Absorption calculations of HTs are fairly complicated and responsibility of the manufacturer. It is unknown, though, what needs to be completed if the radio is modified, such as using a 3rd party aftermarket antenna.
There remains some confusion if “minimum safe distance” is from the center/feed point of the antenna or any part of the antenna. Those who have previously worked with these calculations indicate it is any radiating part of the antenna structure.
The ARRL has updated their RF Exposure page with more links and resources. Ed Hare – W1RFI wrote an article for the September 2021 edition of QST. He describes how to determine exception status and how to use the ARRL’s new RF Exposure calculator. Ed is the author of the out-of-print book but available as a PDF, RF Exposure and You.
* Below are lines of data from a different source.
mod sim;

use std::sync::Arc;
use std::thread;
use std::time::{Duration, Instant};

use common::io::RegisterWindow;
use xhcid::usb::{Endpoint, EndpointTy, EpMode, Speed, UsbDevice};
use xhcid::xhci::trb::CompletionCode;
use xhcid::{ControllerState, Error, PortStatus};

use sim::*;

fn new_device(port: u8) -> (Arc<UsbDevice>, Endpoint) {
    let dev = Arc::new(UsbDevice::new(Speed::High, port));
    let ep0 = Endpoint::control(dev.clone()).with_timeout(Some(Duration::from_secs(2)));
    (dev, ep0)
}

#[test]
fn unanswered_command_is_aborted() {
    let h = Harness::new().start();
    h.sim().knobs.ignore_commands = true;

    let (_dev, ep0) = new_device(1);
    let start = Instant::now();
    match h.hci.epopen(&ep0) {
        Err(Error::Completion(code)) => assert_eq!(code, CompletionCode(CC_ABORTED as u8)),
        other => panic!("unexpected {:?}", other),
    }
    assert!(start.elapsed() >= Duration::from_millis(200));
    assert_eq!(h.hci.state(), ControllerState::Running);

    // the command ring keeps working after the abort
    h.sim().knobs.ignore_commands = false;
    let (dev, _ep0) = h.attach(Speed::High, 1);
    assert_ne!(dev.addr(), 0);
    assert_eq!(h.sim().resets, 1);
}

#[test]
fn command_stopped_before_it_ran_is_cancelled() {
    let h = Harness::new().start();
    {
        let mut sim = h.sim();
        sim.knobs.ignore_commands = true;
        sim.knobs.stop_unfetched = true;
    }

    let (_dev, ep0) = new_device(1);
    match h.hci.epopen(&ep0) {
        Err(Error::Completion(code)) => assert_eq!(code, CompletionCode(CC_RING_STOPPED as u8)),
        other => panic!("unexpected {:?}", other),
    }
    // no recovery
    assert_eq!(h.hci.state(), ControllerState::Running);
    assert!(!h.hci.needrecover());

    {
        let mut sim = h.sim();
        sim.knobs.ignore_commands = false;
        sim.knobs.stop_unfetched = false;
    }
    let (dev, _ep0) = h.attach(Speed::High, 1);
    assert_ne!(dev.addr(), 0);

    // the stopped Enable Slot runs as a No Op, so only one slot was taken
    let sim = h.sim();
    assert_eq!(sim.commands[0].ty, CMD_NOOP);
    assert_eq!(sim.commands_of(CMD_ENABLE_SLOT).len(), 1);
    assert_eq!(sim.resets, 1);
}

#[test]
fn ignored_abort_escalates_to_recovery() {
    let h = Harness::new().start();
    {
        let mut sim = h.sim();
        sim.knobs.ignore_commands = true;
        sim.knobs.ignore_abort = true;
    }

    let (_dev, ep0) = new_device(1);
    match h.hci.epopen(&ep0) {
        Err(Error::TimedOut) => (),
        other => panic!("unexpected {:?}", other),
    }

    {
        let mut sim = h.sim();
        sim.knobs.ignore_commands = false;
        sim.knobs.ignore_abort = false;
    }
    assert!(h.wait_running());
    assert_eq!(h.sim().resets, 2);

    let (dev, _ep0) = h.attach(Speed::High, 1);
    assert_ne!(dev.addr(), 0);
}

#[test]
fn host_controller_error_waits_for_devices_to_go() {
    let h = Harness::new().start();
    let (dev, _ep0) = h.attach(Speed::High, 1);
    let ep = Endpoint::new(dev.clone(), 1, EndpointTy::Bulk, EpMode::Read).with_maxpkt(512);
    h.hci.epopen(&ep).unwrap();

    h.sim().host_controller_error();
    assert!(wait_for(Duration::from_secs(2), || {
        h.hci.state() == ControllerState::Recovering
    }));

    // nothing new reaches the controller while it recovers
    assert!(matches!(h.hci.epread(&ep, &mut [0; 4]), Err(Error::NeedsReset)));
    let (_other, other_ep0) = new_device(2);
    assert!(matches!(h.hci.epopen(&other_ep0), Err(Error::NeedsReset)));
    assert_eq!(h.hci.portstatus(1), PortStatus::empty());

    // the slot is held until the USB layer lets go of the device
    thread::sleep(Duration::from_millis(50));
    assert_eq!(h.hci.state(), ControllerState::Recovering);
    assert_eq!(h.sim().resets, 1);

    dev.free();
    assert!(h.wait_running());
    assert_eq!(h.sim().resets, 2);

    // endpoints of the old controller instance close without touching the new one
    let before = h.sim().commands.len();
    h.hci.epclose(&ep).unwrap();
    assert_eq!(h.sim().commands.len(), before);

    let (fresh, fresh_ep0) = new_device(1);
    h.hci.epopen(&fresh_ep0).unwrap();
    assert_ne!(fresh.addr(), 0);
}

#[test]
fn halted_controller_is_recovered_without_devices() {
    let h = Harness::new().start();
    // somebody cleared Run/Stop behind the driver's back
    h.hci.debug(2);
    h.sim.write32(OP, 0);
    assert!(wait_for(Duration::from_secs(2), || h.sim().resets == 2));
    assert!(h.wait_running());
    let (dev, _ep0) = h.attach(Speed::High, 1);
    assert_ne!(dev.addr(), 0);
}

#[test]
fn outstanding_transfers_fail_when_recovery_starts() {
    let h = Harness::new().start();
    let (dev, _ep0) = h.attach(Speed::High, 1);
    let ep = Arc::new(
        Endpoint::new(dev.clone(), 1, EndpointTy::Bulk, EpMode::Read)
            .with_maxpkt(512)
            .with_timeout(None),
    );
    h.hci.epopen(&ep).unwrap();

    h.sim().knobs.hang = Some(3);
    let reader = {
        let hci = h.hci.clone();
        let ep = ep.clone();
        thread::spawn(move || hci.epread(&ep, &mut [0; 4]))
    };
    thread::sleep(Duration::from_millis(50));
    h.sim().host_controller_error();

    match reader.join().unwrap() {
        Err(Error::NeedsReset) => (),
        other => panic!("unexpected {:?}", other),
    }
    h.sim().knobs.hang = None;
    dev.free();
    assert!(h.wait_running());
}

#[test]
fn recovery_fails_every_waiter() {
    let h = Harness::new().start();
    let mut devices = Vec::new();
    let mut readers = Vec::new();
    for port in 1..=2u8 {
        let (dev, _ep0) = h.attach(Speed::High, port);
        let ep = Arc::new(
            Endpoint::new(dev.clone(), 1, EndpointTy::Bulk, EpMode::Read)
                .with_maxpkt(512)
                .with_timeout(None),
        );
        h.hci.epopen(&ep).unwrap();
        devices.push(dev);
        readers.push((h.hci.clone(), ep));
    }

    {
        let mut sim = h.sim();
        sim.knobs.hang = Some(3);
        sim.knobs.ignore_commands = true;
        sim.knobs.ignore_abort = true;
    }
    let mut waiters: Vec<_> = readers
        .into_iter()
        .map(|(hci, ep)| thread::spawn(move || hci.epread(&ep, &mut [0; 4]).map(|_| ())))
        .collect();
    waiters.push({
        let hci = h.hci.clone();
        thread::spawn(move || {
            let (_dev, ep0) = new_device(4);
            hci.epopen(&ep0)
        })
    });
    thread::sleep(Duration::from_millis(50));
    h.sim().host_controller_error();

    for waiter in waiters {
        match waiter.join().unwrap() {
            Err(Error::NeedsReset) | Err(Error::TimedOut) => (),
            other => panic!("unexpected {:?}", other),
        }
    }

    {
        let mut sim = h.sim();
        sim.knobs = Knobs::default();
    }
    for dev in devices {
        dev.free();
    }
    assert!(h.wait_running());
    assert_eq!(h.sim().resets, 2);
    let (dev, _ep0) = h.attach(Speed::High, 1);
    assert_ne!(dev.addr(), 0);
}

#[test]
fn shutdown_during_recovery_ends_it() {
    let h = Harness::new().start();
    let (_dev, _ep0) = h.attach(Speed::High, 1);
    h.sim().host_controller_error();
    assert!(wait_for(Duration::from_secs(2), || {
        h.hci.state() == ControllerState::Recovering
    }));

    h.hci.shutdown();
    thread::sleep(Duration::from_millis(50));
    assert_eq!(h.hci.state(), ControllerState::ShutDown);
    assert_eq!(h.sim().resets, 1);
}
Remember, evaluations (exceptions or calculations) need to be performed by May 3, 2023. New stations or ones with significant changes (power output, antenna type, operating on a new band, operating with a new mode) all require an assessment be completed before operating.
Earlier this month, the FCC announced the winning bidders from its 5G spectrum auction of the 3.45 GHz band. The auction, which was structured to be “diverse” and have competition front of mind, was the highest grossing auction in the FCC’s history at $22.5 trillion. The entire allocation for ham radio wasn’t lost (yet) as 3.3 – 3.5 GHz was the ham radio allocation with 3.45-3.5 GHz being the subject of the auction. Even though the spectrum was used mostly by AREDN mesh, hams didn’t have much of a justification for that spectrum. We don’t stand a chance as a group of hobbyists against $22.5 trillion as part of a money grab in the name of “competition.” Use it or lose it. We kinda used it and still lost it. Please consider supporting the ARRL Spectrum Defense Fund and projects that are justifying use of our spectrum.
Over the holidays, we lost two hams that were close to me and very active in the amateur radio community. William G. “Hoot” Gibson – WB8VUL was a long-standing member of the Wood County Amateur Radio Club. He held many positions in the club, was always participating in actives and promoting the club. Being a BGSU grad, he was always asking me about the university and how school was going. I would ask him how they used to do things and he would talk about history, which I always found fascinating. I enjoyed his stories and advice.
Thomas A. Bishop – W8TAB was in a long-time battle with cancer. In our last E-mail exchange, he was not doing well and trying to manage. Tom was an alum of Westlake High School, as am I. He was fortunate enough to be part of the ham radio club which, unfortunately, was long gone by the time I roamed the halls. We were both in broadcasting and loved technology. He always had time to chat.
Both will be greatly missed.
Thanks for reading and 73… de Jeff – K8JTK
CORRECTION since publication: I incorrectly stated the 3.45 GHz band spectrum auction amount. It should have been $22.5 billion, not trillion. An update is included in next month’s article.